Generative modelling: addressing open problems in model misspecification and differential privacy

Abstract:

Generative modelling has become a popular application of artificial intelligence. Model performance can, however, be impacted negatively when the generative model is misspecified, or when the generative model estimator is modified to adhere to a privacy notion such as differential privacy. In this thesis, we approach generative modelling under model misspecification and differential privacy by presenting four different works.

We first present related work on generative modelling. Subsequently, we delve into the reasons that necessitate an examination of generative modelling under the challenges of model misspecification and differential privacy.

As an initial contribution, we consider generative modelling for density estimation. One way to approach model misspecification is to relax model assumptions. We show that this can also help in nonparametric models. In particular, we study a recently proposed nonparametric quasi-Bayesian density estimator and identify its strong model assumptions as a reason for poor performance in finite data sets. We propose an autoregressive extension relaxing model assumptions to allow for a-priori feature dependencies.

Next, we consider generative modelling for missingness imputation. After categorising current deep generative imputation approaches into the classes of nonignorable missingness models as introduced by Rubin [1976], we extend the formulation of variational autoencoders to factorise according to a nonignorable missingness model class that has not been studied in the deep generative modelling literature before. These explicitly model the missingness mechanisms to prevent model misspecification when missingness is not at random.

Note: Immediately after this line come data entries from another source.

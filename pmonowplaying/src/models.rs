//! Data models for now-playing API responses

use serde::{Deserialize, Deserializer, Serialize};
use std::time::Duration;

/// Sentinel for "remaining time unknown"
pub const INVALID_TIME_VALUE: i64 = -1;

/// Deserialize an optional string or number into Option<i64>
fn deserialize_optional_string_or_i64<'de, D>(deserializer: D) -> Result<Option<i64>, D::Error>
where
    D: Deserializer<'de>,
{
    use serde::de::Error;

    #[derive(Deserialize)]
    #[serde(untagged)]
    enum StringOrI64 {
        String(String),
        Int(i64),
        Float(f64),
    }

    match Option::<StringOrI64>::deserialize(deserializer)? {
        None => Ok(None),
        Some(StringOrI64::String(s)) if s.trim().is_empty() => Ok(None),
        Some(StringOrI64::String(s)) => s.trim().parse::<i64>().map(Some).map_err(D::Error::custom),
        Some(StringOrI64::Int(i)) => Ok(Some(i)),
        Some(StringOrI64::Float(f)) => Ok(Some(f as i64)),
    }
}

/// Deserialize a string or number into a u32, defaulting to 0
fn deserialize_string_or_u32<'de, D>(deserializer: D) -> Result<u32, D::Error>
where
    D: Deserializer<'de>,
{
    let value = deserialize_optional_string_or_i64(deserializer)?;
    Ok(value.and_then(|v| u32::try_from(v).ok()).unwrap_or(0))
}

/// Track currently on air
///
/// Immutable snapshot; a new one is built from every successful fetch.
#[derive(Debug, Clone, PartialEq, Eq, Serialize)]
pub struct NowPlayingTrack {
    pub title: String,
    /// Seconds until the track ends, or [`INVALID_TIME_VALUE`]
    pub remaining_time_seconds: i64,
}

impl NowPlayingTrack {
    pub fn new(title: impl Into<String>, remaining_time_seconds: i64) -> Self {
        Self {
            title: title.into(),
            remaining_time_seconds,
        }
    }

    /// Track whose end is unknown
    pub fn with_unknown_remaining_time(title: impl Into<String>) -> Self {
        Self::new(title, INVALID_TIME_VALUE)
    }

    /// Remaining time, `None` when unknown (sentinel or negative)
    pub fn remaining_time(&self) -> Option<Duration> {
        u64::try_from(self.remaining_time_seconds)
            .ok()
            .map(Duration::from_secs)
    }
}

/// DJ currently hosting the stream
#[derive(Debug, Clone, PartialEq, Eq, Default, Serialize, Deserialize)]
pub struct Dj {
    #[serde(rename = "djname", default)]
    pub name: String,
    #[serde(default, deserialize_with = "deserialize_string_or_u32")]
    pub id: u32,
}

impl Dj {
    pub fn new(name: impl Into<String>, id: u32) -> Self {
        Self {
            name: name.into(),
            id,
        }
    }

    /// URL of the DJ's avatar served by the API at `api_base`
    pub fn avatar_url(&self, api_base: &str) -> String {
        format!("{}/dj-image/{}", api_base.trim_end_matches('/'), self.id)
    }
}

/// Now-playing snapshot: current track, DJ and listener count
#[derive(Debug, Clone, PartialEq, Eq, Serialize)]
pub struct RadioContent {
    pub current_track: NowPlayingTrack,
    pub current_dj: Dj,
    pub listener_count: u32,
}

impl RadioContent {
    pub fn new(current_track: NowPlayingTrack, current_dj: Dj, listener_count: u32) -> Self {
        Self {
            current_track,
            current_dj,
            listener_count,
        }
    }
}

/// Raw API document (`{"main": {...}}`)
#[derive(Debug, Clone, Deserialize)]
pub(crate) struct ApiResponse {
    pub main: ApiMain,
}

#[derive(Debug, Clone, Deserialize)]
pub(crate) struct ApiMain {
    #[serde(default)]
    pub np: String,
    #[serde(default, deserialize_with = "deserialize_string_or_u32")]
    pub listeners: u32,
    #[serde(default, deserialize_with = "deserialize_optional_string_or_i64")]
    pub current: Option<i64>,
    #[serde(default, deserialize_with = "deserialize_optional_string_or_i64")]
    pub start_time: Option<i64>,
    #[serde(default, deserialize_with = "deserialize_optional_string_or_i64")]
    pub end_time: Option<i64>,
    #[serde(default)]
    pub dj: Option<Dj>,
}

impl ApiMain {
    /// `end_time - current`, or the sentinel when the track has no known length
    fn remaining_time_seconds(&self) -> i64 {
        match (self.start_time, self.end_time, self.current) {
            (Some(start), Some(end), Some(current)) if end > start && end >= current => end
                .checked_sub(current)
                .unwrap_or(INVALID_TIME_VALUE),
            _ => INVALID_TIME_VALUE,
        }
    }
}

impl From<ApiResponse> for RadioContent {
    fn from(response: ApiResponse) -> Self {
        let main = response.main;
        let track = NowPlayingTrack::new(main.np.clone(), main.remaining_time_seconds());
        RadioContent::new(track, main.dj.unwrap_or_default(), main.listeners)
    }
}
mod logs;
mod presenter;
mod view;

use pmoconfig::get_config;
use pmonowplaying::{ContentPoller, NowPlayingConfigExt};
use pmoplayer::{PlayerConfigExt, RadioPlayer};
use presenter::RadioPlayerPresenter;
use std::sync::Arc;
use tokio::io::{AsyncBufReadExt, BufReader};
use tracing::{info, warn};
use view::ConsoleView;

#[tokio::main]
async fn main() -> anyhow::Result<()> {
    let config = get_config();
    logs::init_logging(&config);

    info!("📻 Starting PMORadio...");

    let client = config.now_playing_client()?;
    info!(api_url = %client.api_url(), "Now-playing client ready");
    let poller = ContentPoller::new(Arc::new(client), config.poller_config()?);

    let engine = config.http_stream_engine(None)?;
    info!(stream_url = %engine.stream_url(), "Stream engine ready");
    let player = RadioPlayer::new(Arc::new(engine), config.player_config()?);

    let presenter = RadioPlayerPresenter::new(Arc::new(ConsoleView), poller);
    player.set_stream_error_listener(presenter.stream_error_listener());
    presenter.on_player_connected(Arc::new(player.clone()), player.is_playing());
    presenter.on_resume();

    info!("✅ PMORadio is ready! [p] play/pause, [q] quit");

    let mut commands = BufReader::new(tokio::io::stdin()).lines();
    loop {
        tokio::select! {
            line = commands.next_line() => match line? {
                Some(line) => match line.trim() {
                    "p" => presenter.on_action_button_clicked(),
                    "q" => break,
                    "" => {}
                    other => warn!(command = other, "Unknown command"),
                },
                None => break,
            },
            _ = tokio::signal::ctrl_c() => break,
        }
    }

    info!("Stopping PMORadio...");
    presenter.on_pause();
    presenter.on_player_disconnected();
    player.release();

    Ok(())
}
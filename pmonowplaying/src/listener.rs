//! Listener notified of every fetch outcome

use crate::models::RadioContent;

/// Single consumer of the poller's fetch outcomes.
///
/// Callbacks run on the Tokio task that completed the fetch, never while the
/// poller holds one of its locks.
pub trait ContentListener: Send + Sync {
    fn on_content_loaded(&self, content: RadioContent);

    fn on_content_load_failed(&self);
}
use chrono::{DateTime, Utc};
use serde::{Deserialize, Serialize};
use std::fmt;

use super::Package;

/// Two-tier advisory level. `Fatal` blocks installation, `Warn` only reports.
#[derive(Debug, Clone, Copy, PartialEq, Eq, PartialOrd, Ord, Hash, Serialize, Deserialize)]
#[serde(rename_all = "lowercase")]
pub enum Level {
    Warn = 0,
    Fatal = 1,
}

impl Level {
    pub fn as_str(&self) -> &'static str {
        match self {
            Level::Warn => "warn",
            Level::Fatal => "fatal",
        }
    }
}

impl fmt::Display for Level {
    fn fmt(&self, f: &mut fmt::Formatter<'_>) -> fmt::Result {
        f.write_str(self.as_str())
    }
}

/// A normalized vulnerability report for one installed package.
#[derive(Debug, Clone, PartialEq, Serialize, Deserialize)]
pub struct Advisory {
    pub id: String,
    pub message: String,
    pub level: Level,
    pub package: String,
    pub url: Option<String>,
    pub description: Option<String>,
    #[serde(default)]
    pub aliases: Vec<String>,
}

impl Advisory {
    /// Primary ID followed by all aliases.
    pub fn identity(&self) -> impl Iterator<Item = &str> {
        std::iter::once(self.id.as_str()).chain(self.aliases.iter().map(String::as_str))
    }

    pub fn is_fatal(&self) -> bool {
        self.level == Level::Fatal
    }
}

/// Everything the CLI reports for one scan run.
#[derive(Debug, Clone, Serialize, Deserialize)]
pub struct ScanResult {
    pub scan_time: DateTime<Utc>,
    pub packages: Vec<Package>,
    pub advisories: Vec<Advisory>,
}

impl ScanResult {
    pub fn new(packages: Vec<Package>, advisories: Vec<Advisory>) -> Self {
        Self {
            scan_time: Utc::now(),
            packages,
            advisories,
        }
    }

    pub fn has_fatal(&self) -> bool {
        self.advisories.iter().any(Advisory::is_fatal)
    }

    pub fn count(&self, level: Level) -> usize {
        self.advisories.iter().filter(|a| a.level == level).count()
    }
}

Then, we focus the attention of this thesis on improving synthetic data generation under differential privacy. For this purpose, we propose differentially private importance sampling of differentially private synthetic data samples. We observe that importance sampling helps more, the better the generative model is. We next focus on increasing data generation quality by considering differentially private diffusion models. We identify training strategies that significantly improve the performance of DP image generators.

We conclude the dissertation with a discussion, including contributions and limitations of the presented work, and propose potential directions for future work.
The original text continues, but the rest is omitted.